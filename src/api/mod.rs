//! HTTP API
//!
//! ## Routes
//! - `/api/auth`, `/api/users` - accounts and tokens
//! - `/api/items`, `/api/skills`, `/api/characters` - design configs
//! - `/api/approval` - promotion into the production table
//! - `/api/weapons`, `/api/spells` - damage analysis and quick-save
//! - `/api/effect-styles`, `/api/effectors` - style library and effector tools
//! - `/api/collaboration` - shared notes and user colors
//!
//! Collection routes answer with or without a trailing slash.

pub mod approval;
pub mod auth;
pub mod collaboration;
pub mod design_configs;
pub mod effect_styles;
pub mod effectors;
pub mod error;
pub mod extract;
pub mod users;
pub mod weapons;

pub use error::{ApiError, ApiResult};
pub use extract::AuthUser;

use std::sync::Arc;

use axum::extract::Request;
use axum::http::HeaderValue;
use axum::routing::get;
use axum::{Json, Router, ServiceExt};
use serde::Deserialize;
use serde_json::{json, Value};
use tower::Layer;
use tower_http::cors::{AllowHeaders, AllowMethods, CorsLayer};
use tower_http::normalize_path::{NormalizePath, NormalizePathLayer};
use tower_http::trace::TraceLayer;

use crate::config::AppConfig;
use crate::core::security::TokenService;
use crate::core::store::ConfigStore;
use crate::database::{ConfigType, Database};

/// Shared handler state.
#[derive(Clone)]
pub struct AppState {
    pub db: Database,
    pub store: Arc<dyn ConfigStore>,
    pub tokens: TokenService,
    pub config: Arc<AppConfig>,
}

impl AppState {
    pub fn new(db: Database, store: Arc<dyn ConfigStore>, config: AppConfig) -> Self {
        Self {
            db,
            store,
            tokens: TokenService::from_config(&config.auth),
            config: Arc::new(config),
        }
    }
}

/// `skip`/`limit` query parameters shared by list endpoints.
#[derive(Debug, Clone, Copy, Deserialize)]
#[serde(default)]
pub struct Pagination {
    pub skip: i64,
    pub limit: i64,
}

impl Default for Pagination {
    fn default() -> Self {
        Self { skip: 0, limit: 100 }
    }
}

async fn root() -> Json<Value> {
    Json(json!({ "message": "Raveling MUD API", "version": crate::VERSION }))
}

async fn health() -> Json<Value> {
    Json(json!({ "status": "healthy" }))
}

fn cors_layer(origins: &[String]) -> CorsLayer {
    let origins: Vec<HeaderValue> = origins
        .iter()
        .filter_map(|origin| match origin.parse() {
            Ok(value) => Some(value),
            Err(_) => {
                tracing::warn!(origin = %origin, "Ignoring invalid CORS origin");
                None
            }
        })
        .collect();

    // Credentials rule out wildcards, so methods and headers mirror the request.
    CorsLayer::new()
        .allow_origin(origins)
        .allow_credentials(true)
        .allow_methods(AllowMethods::mirror_request())
        .allow_headers(AllowHeaders::mirror_request())
}

/// All routes with state, CORS and request tracing.
pub fn router(state: AppState) -> Router {
    let cors = cors_layer(&state.config.server.cors_origins);

    let mut app = Router::new()
        .route("/", get(root))
        .route("/api/health", get(health))
        .nest("/api/auth", auth::router())
        .nest("/api/users", users::router())
        .nest("/api/approval", approval::router())
        .nest("/api/weapons", weapons::weapon_router())
        .nest("/api/spells", weapons::spell_router())
        .nest("/api/effect-styles", effect_styles::router())
        .nest("/api/effectors", effectors::router())
        .nest("/api/collaboration", collaboration::router());

    for config_type in ConfigType::all() {
        app = app.nest(
            &format!("/api/{}", config_type.plural()),
            design_configs::router(*config_type),
        );
    }

    app.layer(TraceLayer::new_for_http())
        .layer(cors)
        .with_state(state)
}

/// [`router`] behind trailing-slash normalization, ready to serve.
pub fn app(state: AppState) -> NormalizePath<Router> {
    NormalizePathLayer::trim_trailing_slash().layer(router(state))
}

/// Bind the configured address and serve until Ctrl-C.
pub async fn serve(state: AppState) -> std::io::Result<()> {
    let addr = state.config.server.bind;
    let listener = tokio::net::TcpListener::bind(addr).await?;
    tracing::info!(%addr, backend = state.store.backend(), "Raveling API listening");

    axum::serve(listener, ServiceExt::<Request>::into_make_service(app(state)))
        .with_graceful_shutdown(async {
            if let Err(e) = tokio::signal::ctrl_c().await {
                tracing::error!(error = %e, "Failed to listen for shutdown signal");
            }
            tracing::info!("Shutting down");
        })
        .await
}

__________________________________________________

The entries above hold the needed span. Transcribe exactly the lines from the one with "impl Default for" to the one with "let cors = cors_layer(&state.config.server.cors_origins);", both included.

impl Default for Pagination {
    fn default() -> Self {
        Self { skip: 0, limit: 100 }
    }
}

async fn root() -> Json<Value> {
    Json(json!({ "message": "Raveling MUD API", "version": crate::VERSION }))
}

async fn health() -> Json<Value> {
    Json(json!({ "status": "healthy" }))
}

fn cors_layer(origins: &[String]) -> CorsLayer {
    let origins: Vec<HeaderValue> = origins
        .iter()
        .filter_map(|origin| match origin.parse() {
            Ok(value) => Some(value),
            Err(_) => {
                tracing::warn!(origin = %origin, "Ignoring invalid CORS origin");
                None
            }
        })
        .collect();

    // Credentials rule out wildcards, so methods and headers mirror the request.
    CorsLayer::new()
        .allow_origin(origins)
        .allow_credentials(true)
        .allow_methods(AllowMethods::mirror_request())
        .allow_headers(AllowHeaders::mirror_request())
}

/// All routes with state, CORS and request tracing.
pub fn router(state: AppState) -> Router {
    let cors = cors_layer(&state.config.server.cors_origins);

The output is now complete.